The Transformative Constitution

Page 29

by Gautam Bhatia


  Writing in 1962, Justice Subba Rao had anticipated an argument that would be developed and invoked decades later, in other jurisdictions:119 that the guarantee of personal liberty included a guarantee against forced conformism of thought and action, a conformism that could be psychologically compelled by constant, relentless State surveillance of an individual’s private life. This was the connection between Article 21’s right to personal liberty, and a right to privacy.

  Justice Subba Rao then went on to argue that ‘the right of personal liberty … [is] a right of an individual to be free from restrictions or encroachments on his person, whether those restrictions … are directly imposed or indirectly brought about by calculated measures’.120 The very concept of ‘indirect restrictions’ imagines a right that has broken free of spatial boundaries. This was clarified further in his examination of Article 19(1)(d), where he noted, ‘If a man is shadowed, his movements are obviously constricted. He can move physically, but it can only be a movement of an automaton.’121 And even if, for the purposes of argument, Article 19(1)(d) only protected physical movement, that article read with Article 19(1)(a) (freedom of speech and expression) encompassed a broader liberty of conduct in a ‘free country’, where a man ‘can do whatever he likes, speak to whomsoever he wants, meet people of his own choice without any apprehension, subject of course to the law of social control. The petitioner under the shadow of surveillance is certainly deprived of this freedom.’122 Life under the shadow of surveillance was like a prisoner speaking to his wife, son, or friend in the presence of a jailor, in an atmosphere in which ‘it is impossible for him to express his real and intimate thoughts to the visitor as fully as he would like’.123

  It was this understanding of privacy—an implicit right flowing from the rights to freedom of expression, freedom of movement, and personal liberty—that was conditionally accepted by the Supreme Court in Gobind, with the Court noting that the right would have to be developed on a case-to-case basis.124 And it was this understanding that was unconditionally accepted by a nine-judge bench of the Supreme Court in 2017. While declaring that the Indian Constitution guaranteed a fundamental right to privacy, the Supreme Court in K.S. Puttaswamy v. Union of India not only resurrected Justice Subba Rao’s dissenting opinion in Kharak Singh, but also affirmed the argument advanced above, in its operative order:

  The right to privacy is protected as an intrinsic part of the right to life and personal liberty under Article 21 and as a part of the freedoms guaranteed by Part III of the Constitution.125

  A combination of Justice Subba Rao’s dissent in Kharak Singh, the majority opinion in Gobind, and the judgement of the Court in Puttaswamy demonstrates that the foundation of the right to privacy under the Indian Constitution—whatever its ultimate framing and substantive content—lies in a combined reading of Articles 19(1)(a), (d), and Article 21. And here is the crucial point: each of these rights protects aspects of decisional autonomy, viz., to speak with freedom, to move with freedom, and to be free of direct and indirect constraints upon personal conduct. Justice Subba Rao’s insight in Kharak Singh was that none of these three rights could be effectively enforced unless there was an accompanying underlying right to privacy. The guarantee of privacy, thus, was a necessary constitutional implication, flowing from the guarantees of speech, movement, and personal liberty.

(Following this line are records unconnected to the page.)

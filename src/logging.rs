//! Tracing subscriber setup. `RUST_LOG` wins over the configured level.

use crate::config::LogFormat;
use tracing_subscriber::EnvFilter;

fn filter(level: &str) -> EnvFilter {
    EnvFilter::try_from_default_env().unwrap_or_else(|_| {
        EnvFilter::new(format!("{level},catalog_api={level},tower_http=info,sqlx=warn"))
    })
}

/// Install the global subscriber. Later calls are ignored.
pub fn init(level: &str, format: LogFormat) {
    let builder = tracing_subscriber::fmt().with_env_filter(filter(level)).with_target(true);
    let result = match format {
        LogFormat::Json => builder.json().with_current_span(true).try_init(),
        LogFormat::Text => builder.try_init(),
    };
    if result.is_err() {
        tracing::debug!("tracing subscriber already installed");
    }
}
//! Runtime settings from the environment. A `.env` file is honored by the binary.

use crate::error::ConfigError;
use std::str::FromStr;
use std::time::Duration;

pub const DEFAULT_ALLOWED_ORIGIN: &str = "http://localhost:5173";

#[derive(Clone, Copy, Debug, PartialEq, Eq)]
pub enum LogFormat {
    Text,
    Json,
}

impl FromStr for LogFormat {
    type Err = ();

    fn from_str(s: &str) -> Result<Self, Self::Err> {
        match s.to_ascii_lowercase().as_str() {
            "text" | "pretty" => Ok(LogFormat::Text),
            "json" => Ok(LogFormat::Json),
            _ => Err(()),
        }
    }
}

/// Page size used when a list request has no `limit`, and the ceiling requests are clamped to.
#[derive(Clone, Copy, Debug, PartialEq, Eq)]
pub struct PageLimits {
    pub default_limit: i64,
    pub max_limit: i64,
}

impl Default for PageLimits {
    fn default() -> Self {
        Self {
            default_limit: 10,
            max_limit: 100,
        }
    }
}

#[derive(Clone, Debug)]
pub struct AppConfig {
    pub database_url: Option<String>,
    pub host: String,
    pub port: u16,
    pub log_level: String,
    pub log_format: LogFormat,
    pub max_body_bytes: usize,
    pub cors_allowed_origins: Vec<String>,
    pub page_limits: PageLimits,
    pub max_connections: u32,
    pub request_timeout: Duration,
}

impl AppConfig {
    pub fn from_env() -> Result<Self, ConfigError> {
        Self::from_lookup(|key| std::env::var(key).ok())
    }

    /// Build from any key lookup; empty values count as unset.
    pub fn from_lookup(lookup: impl Fn(&str) -> Option<String>) -> Result<Self, ConfigError> {
        let get = |key: &str| lookup(key).map(|v| v.trim().to_string()).filter(|v| !v.is_empty());

        let log_format = match get("LOG_FORMAT") {
            Some(v) => v.parse().map_err(|_| ConfigError::Invalid {
                key: "LOG_FORMAT",
                value: v.clone(),
            })?,
            None => LogFormat::Text,
        };

        let page_limits = PageLimits {
            default_limit: parse_or(get("DEFAULT_PAGE_LIMIT"), "DEFAULT_PAGE_LIMIT", 10)?,
            max_limit: parse_or(get("MAX_PAGE_LIMIT"), "MAX_PAGE_LIMIT", 100)?,
        };
        if page_limits.max_limit <= 0 {
            return Err(ConfigError::Invalid {
                key: "MAX_PAGE_LIMIT",
                value: page_limits.max_limit.to_string(),
            });
        }
        if page_limits.default_limit <= 0 || page_limits.default_limit > page_limits.max_limit {
            return Err(ConfigError::Invalid {
                key: "DEFAULT_PAGE_LIMIT",
                value: page_limits.default_limit.to_string(),
            });
        }

        Ok(AppConfig {
            database_url: get("DATABASE_URL"),
            host: get("HOST").unwrap_or_else(|| "0.0.0.0".into()),
            port: parse_or(get("PORT"), "PORT", 8080)?,
            log_level: get("LOG_LEVEL").unwrap_or_else(|| "info".into()),
            log_format,
            max_body_bytes: parse_or(get("MAX_REQUEST_BODY_BYTES"), "MAX_REQUEST_BODY_BYTES", 1_048_576)?,
            cors_allowed_origins: parse_allowed_origins(get("CORS_ALLOWED_ORIGINS").as_deref().unwrap_or("")),
            page_limits,
            max_connections: parse_or(get("DATABASE_MAX_CONNECTIONS"), "DATABASE_MAX_CONNECTIONS", 5)?,
            request_timeout: Duration::from_secs(parse_or(get("REQUEST_TIMEOUT_SECS"), "REQUEST_TIMEOUT_SECS", 60)?),
        })
    }

    pub fn database_url(&self) -> Result<&str, ConfigError> {
        self.database_url.as_deref().ok_or(ConfigError::Missing("DATABASE_URL"))
    }

    pub fn addr(&self) -> String {
        format!("{}:{}", self.host, self.port)
    }
}

fn parse_or<T: FromStr>(value: Option<String>, key: &'static str, default: T) -> Result<T, ConfigError> {
    match value {
        Some(v) => v.parse().map_err(|_| ConfigError::Invalid { key, value: v }),
        None => Ok(default),
    }
}

/// Comma-separated origins; empty input falls back to the local dev origin.
pub fn parse_allowed_origins(origins: &str) -> Vec<String> {
    let parsed: Vec<String> = origins
        .split(',')
        .map(str::trim)
        .filter(|o| !o.is_empty())
        .map(String::from)
        .collect();
    if parsed.is_empty() {
        vec![DEFAULT_ALLOWED_ORIGIN.to_string()]
    } else {
        parsed
    }
}

#[cfg(test)]
mod tests {
    use super::*;
    use std::collections::HashMap;

    fn config(pairs: &[(&str, &str)]) -> Result<AppConfig, ConfigError> {
        let map: HashMap<String, String> = pairs.iter().map(|(k, v)| (k.to_string(), v.to_string())).collect();
        AppConfig::from_lookup(|k| map.get(k).cloned())
    }

    #[test]
    fn defaults_apply_when_unset() {
        let c = config(&[]).unwrap();
        assert_eq!(c.addr(), "0.0.0.0:8080");
        assert_eq!(c.log_format, LogFormat::Text);
        assert_eq!(c.max_body_bytes, 1_048_576);
        assert_eq!(c.page_limits, PageLimits::default());
        assert_eq!(c.cors_allowed_origins, vec![DEFAULT_ALLOWED_ORIGIN.to_string()]);
        assert!(matches!(c.database_url(), Err(ConfigError::Missing("DATABASE_URL"))));
    }

    #[test]
    fn values_are_read_and_trimmed() {
        let c = config(&[
            ("DATABASE_URL", " postgres://localhost/catalog "),
            ("PORT", "9000"),
            ("LOG_FORMAT", "JSON"),
            ("MAX_PAGE_LIMIT", "50"),
            ("DEFAULT_PAGE_LIMIT", "20"),
        ])
        .unwrap();
        assert_eq!(c.database_url().unwrap(), "postgres://localhost/catalog");
        assert_eq!(c.port, 9000);
        assert_eq!(c.log_format, LogFormat::Json);
        assert_eq!(c.page_limits, PageLimits { default_limit: 20, max_limit: 50 });
    }

    #[test]
    fn invalid_values_are_reported() {
        assert!(matches!(config(&[("PORT", "eighty")]), Err(ConfigError::Invalid { key: "PORT", .. })));
        assert!(matches!(config(&[("LOG_FORMAT", "xml")]), Err(ConfigError::Invalid { key: "LOG_FORMAT", .. })));
        assert!(matches!(
            config(&[("DEFAULT_PAGE_LIMIT", "500")]),
            Err(ConfigError::Invalid { key: "DEFAULT_PAGE_LIMIT", .. })
        ));
        assert!(matches!(config(&[("MAX_PAGE_LIMIT", "0")]), Err(ConfigError::Invalid { key: "MAX_PAGE_LIMIT", .. })));
    }

    #[test]
    fn allowed_origins_are_split_and_trimmed() {
        assert_eq!(
            parse_allowed_origins("https://a.example, https://b.example ,"),
            vec!["https://a.example".to_string(), "https://b.example".to_string()]
        );
        assert_eq!(parse_allowed_origins("  "), vec![DEFAULT_ALLOWED_ORIGIN.to_string()]);
    }
}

  This derivation of the right to privacy under the Constitution demonstrates why Sareetha’s reading of Gobind’s ambiguous formulation was the correct reading. In other constitutions, the right to privacy was derived from provisions that explicitly indicated, or suggested, a spatial or institutional vision. This included the US Constitution’s Fourth Amendment, which protected ‘the right of the people to be secure in their persons, houses, papers, and effects’,126 or the Irish Constitution, which acknowledged the ‘family’ as a basic unit of society.127 As we have seen, formulations of this kind were consistent with different understandings of privacy, viz., the home as space, the home as an institution, or the home as a place where private decisions are typically made. For this reason, the jurisprudence of these jurisdictions has veered between these different understandings of privacy, moulded according to the nature of the case before the Court.

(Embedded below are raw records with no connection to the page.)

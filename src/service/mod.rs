//! ProductService: product use cases and payload validation.

mod product;
mod validation;
pub use product::ProductService;
pub use validation::{RequestValidator, DESCRIPTION_MAX_LENGTH, NAME_MAX_LENGTH};
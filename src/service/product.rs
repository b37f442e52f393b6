//! Product use cases over a [`ProductStore`].

use crate::error::AppError;
use crate::id::{generate_with_prefix, PRODUCT_PREFIX};
use crate::model::{CreateProduct, Product, ProductFilter, ProductSort, UpdateProduct};
use crate::pagination::{paginate, PaginationRequest, PaginationResult};
use crate::store::ProductStore;
use std::sync::Arc;

const RESOURCE: &str = "product";

#[derive(Clone)]
pub struct ProductService {
    store: Arc<dyn ProductStore>,
    max_page_limit: i64,
}

impl ProductService {
    pub fn new(store: Arc<dyn ProductStore>, max_page_limit: i64) -> Self {
        Self { store, max_page_limit }
    }

    pub fn store(&self) -> &Arc<dyn ProductStore> {
        &self.store
    }

    pub async fn create(&self, body: &CreateProduct) -> Result<Product, AppError> {
        let id = generate_with_prefix(PRODUCT_PREFIX);
        let product = self.store.insert(&id, body).await?;
        tracing::info!(product_id = %product.id, "product created");
        Ok(product)
    }

    pub async fn get(&self, id: &str) -> Result<Product, AppError> {
        self.store
            .get(id)
            .await?
            .ok_or_else(|| AppError::not_found(RESOURCE, id))
    }

    pub async fn update(&self, id: &str, body: &UpdateProduct) -> Result<Product, AppError> {
        self.store
            .update(id, body)
            .await?
            .ok_or_else(|| AppError::not_found(RESOURCE, id))
    }

    pub async fn delete(&self, id: &str) -> Result<(), AppError> {
        if !self.store.soft_delete(id).await? {
            return Err(AppError::not_found(RESOURCE, id));
        }
        tracing::info!(product_id = %id, "product deleted");
        Ok(())
    }

    /// One keyset page of live products matching `filter`.
    pub async fn list(
        &self,
        filter: &ProductFilter,
        sort: ProductSort,
        request: &PaginationRequest,
    ) -> Result<PaginationResult<Product>, AppError> {
        let spec = sort.spec();
        let store = Arc::clone(&self.store);
        paginate(&spec, request, self.max_page_limit, |plan| async move {
            store.list_page(filter, &plan).await
        })
        .await
    }

    /// Every live product matching `filter`, unpaginated.
    pub async fn list_all(&self, filter: &ProductFilter) -> Result<Vec<Product>, AppError> {
        self.store.list_all(filter).await
    }
}
//! Safe SQL builder: identifiers are fixed in code, values travel as parameters.

mod builder;
pub mod params;
pub use builder::*;
pub use params::*;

  Under the Indian Constitution, however, there is no such ambiguity. As we have seen, a provision akin to the US Fourth Amendment was rejected during the Constituent Assembly Debates.128 However, contrary to what the Supreme Court suggested in M.P. Sharma, this did not mean that the very concept of privacy was rejected in the Constitution. What was rejected was a specific formulation, which the US Constitution drew from common law, targeted against the State tyranny of carrying out general warrants and searches against political opponents, and was, therefore, focused on the physical space of the home, and what it contained, viz., ‘effects’ and ‘papers’.129 The judgements in Puttaswamy recognized this, with more than one opinion acknowledging that the record of the Constituent Assembly only demonstrated that the framers did not wish to import that specific logic of the US Fourth Amendment into the Constitution. But the concept of privacy was not simply reducible to the prohibition of arbitrary searches and seizures, which was what the Fourth Amendment was limited to.130

  Meanwhile, however, the presence of Articles 19(1)(a), (d) and 21 suggested an alternative view of privacy, freed from the constraints of spaces and institutions. Located within the contours of decisional autonomy, it was this view that Sareetha articulated via Gobind, and Puttaswamy affirmed three decades later.

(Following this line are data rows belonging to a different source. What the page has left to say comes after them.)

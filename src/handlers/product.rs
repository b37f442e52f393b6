//! Product handlers: create, read, update, delete, list.

use crate::error::AppError;
use crate::model::{CreateProduct, ProductFilter, ProductResponse, ProductSort, ProductSortField, UpdateProduct};
use crate::pagination::{cursor, PaginationRequest, SortDirection};
use crate::response::{created, ok, ListResponse};
use crate::service::RequestValidator;
use crate::state::AppState;
use axum::{
    extract::{Path, Query, State},
    http::StatusCode,
    Json,
};
use serde::de::DeserializeOwned;
use serde_json::Value;
use std::collections::HashMap;

fn parse_body<T: DeserializeOwned>(value: Value) -> Result<T, AppError> {
    if !value.is_object() {
        return Err(AppError::BadRequest("body must be a JSON object".into()));
    }
    serde_json::from_value(value).map_err(|e| AppError::BadRequest(format!("invalid body: {}", e)))
}

fn parse_bool(field: &str, s: &str) -> Result<bool, AppError> {
    if s.eq_ignore_ascii_case("true") {
        Ok(true)
    } else if s.eq_ignore_ascii_case("false") {
        Ok(false)
    } else {
        Err(AppError::validation(field, format!("{} must be true or false", field)))
    }
}

/// List options parsed from the query string.
#[derive(Debug)]
struct ListParams {
    filter: ProductFilter,
    sort: ProductSort,
    request: PaginationRequest,
}

fn list_params(params: &HashMap<String, String>, default_limit: i64) -> Result<ListParams, AppError> {
    let param = |k: &str| params.get(k).map(|v| v.trim()).filter(|v| !v.is_empty());

    let limit = match param("limit") {
        Some(s) => s
            .parse::<i64>()
            .map_err(|_| AppError::validation("limit", "limit must be an integer"))?,
        None => default_limit,
    };
    let filter = ProductFilter {
        active: param("active").map(|s| parse_bool("active", s)).transpose()?,
    };
    let field = param("sort").map(str::parse::<ProductSortField>).transpose()?.unwrap_or_default();
    let direction = param("order")
        .map(str::parse::<SortDirection>)
        .transpose()?
        .unwrap_or(SortDirection::Asc);
    let sort = ProductSort::new(field, direction);

    let spec = sort.spec();
    let request = PaginationRequest {
        limit,
        next_cursor: param("starting_after").map(|t| cursor::decode(t, &spec)).transpose()?,
        before_cursor: param("ending_before").map(|t| cursor::decode(t, &spec)).transpose()?,
    };
    Ok(ListParams { filter, sort, request })
}

pub async fn list_products(
    State(state): State<AppState>,
    Query(params): Query<HashMap<String, String>>,
) -> Result<Json<ListResponse<ProductResponse>>, AppError> {
    let ListParams { filter, sort, request } = list_params(&params, state.default_page_limit)?;
    let page = state.products.list(&filter, sort, &request).await?;
    Ok(Json(ListResponse::from(page)))
}

pub async fn create_product(
    State(state): State<AppState>,
    Json(body): Json<Value>,
) -> Result<(StatusCode, Json<ProductResponse>), AppError> {
    let body: CreateProduct = parse_body(body)?;
    RequestValidator::validate_create(&body)?;
    let product = state.products.create(&body).await?;
    Ok(created(ProductResponse::from(product)))
}

pub async fn read_product(
    State(state): State<AppState>,
    Path(id): Path<String>,
) -> Result<(StatusCode, Json<ProductResponse>), AppError> {
    let product = state.products.get(&id).await?;
    Ok(ok(ProductResponse::from(product)))
}

pub async fn update_product(
    State(state): State<AppState>,
    Path(id): Path<String>,
    Json(body): Json<Value>,
) -> Result<(StatusCode, Json<ProductResponse>), AppError> {
    let body: UpdateProduct = parse_body(body)?;
    RequestValidator::validate_update(&body)?;
    let product = if body.is_empty() {
        state.products.get(&id).await?
    } else {
        state.products.update(&id, &body).await?
    };
    Ok(ok(ProductResponse::from(product)))
}

pub async fn delete_product(
    State(state): State<AppState>,
    Path(id): Path<String>,
) -> Result<StatusCode, AppError> {
    state.products.delete(&id).await?;
    Ok(StatusCode::NO_CONTENT)
}

#[cfg(test)]
mod tests {
    use super::*;
    use crate::pagination::{KeyValue, PaginationError};

    fn params(pairs: &[(&str, &str)]) -> HashMap<String, String> {
        pairs.iter().map(|(k, v)| (k.to_string(), v.to_string())).collect()
    }

    #[test]
    fn defaults_when_query_is_empty() {
        let p = list_params(&params(&[]), 10).unwrap();
        assert_eq!(p.request, PaginationRequest::first(10));
        assert_eq!(p.sort, ProductSort::default());
        assert_eq!(p.filter, ProductFilter::default());
    }

    #[test]
    fn parses_filters_and_sort() {
        let p = list_params(
            &params(&[("limit", "3"), ("active", "false"), ("sort", "created_at"), ("order", "desc")]),
            10,
        )
        .unwrap();
        assert_eq!(p.request.limit, 3);
        assert_eq!(p.filter.active, Some(false));
        assert_eq!(p.sort, ProductSort::new(ProductSortField::CreatedAt, SortDirection::Desc));
    }

    #[test]
    fn rejects_bad_values() {
        assert!(matches!(
            list_params(&params(&[("limit", "ten")]), 10),
            Err(AppError::Validation { ref field, .. }) if field == "limit"
        ));
        assert!(matches!(
            list_params(&params(&[("active", "yes")]), 10),
            Err(AppError::Validation { ref field, .. }) if field == "active"
        ));
        assert!(matches!(
            list_params(&params(&[("sort", "price")]), 10),
            Err(AppError::Pagination(PaginationError::Validation(_)))
        ));
        assert!(matches!(
            list_params(&params(&[("starting_after", "!!!")]), 10),
            Err(AppError::Pagination(PaginationError::MalformedCursor(_)))
        ));
    }

    #[test]
    fn cursor_is_decoded_for_the_requested_sort() {
        let token = ProductSort::default()
            .spec()
            .cursor(KeyValue::Text("prod_002".into()), KeyValue::Text("prod_002".into()))
            .encode();
        let p = list_params(&params(&[("ending_before", token.as_str())]), 10).unwrap();
        assert!(p.request.next_cursor.is_none());
        assert!(p.request.before_cursor.is_some());

        // An id cursor does not fit the two-column name keyset.
        let err = list_params(&params(&[("sort", "name"), ("starting_after", token.as_str())]), 10).unwrap_err();
        assert!(matches!(err, AppError::Pagination(PaginationError::MalformedCursor(_))));
    }
}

  Now, it may be objected that Articles 19(1)(a), (d), and 21 are directed against the State. And both Kharak Singh and Gobind were cases of State surveillance, not oppressive power relations within the family. In that sense, these cases remained solidly within the conventional public sphere, instead of dealing with private relations.

  It is here that we must introduce another idea: categories of public and private do not come to us as a timeless, changeless, pre-existing binary. Rather, the binary is actively constructed by the State, through its laws, regulations, practices, and omissions. Section 9 of the Hindu Marriage Act is an excellent example of this: it is a State-made law that constructs the marital union as an entity within which constitutional norms of equality and decisional privacy do not apply. The challenge in Sareetha, therefore, was not a challenge against the private conduct of Sareetha’s husband. Rather, it was a challenge against a law that denied Sareetha the possibility of exercising her constitutional rights by constructing a private domain within which these rights were not applicable. And in striking down the law, Justice Choudary denied the State permission to do exactly that: to divide up the world into public and private domains in this facile manner, and to restrict the application of rights within the latter domain. What I have tried to argue is that there is no constitutional sanction for such action. Rather, the very logic of decisional privacy, as opposed to its spatial and institutional versions, militates against the construction of the public/private divide.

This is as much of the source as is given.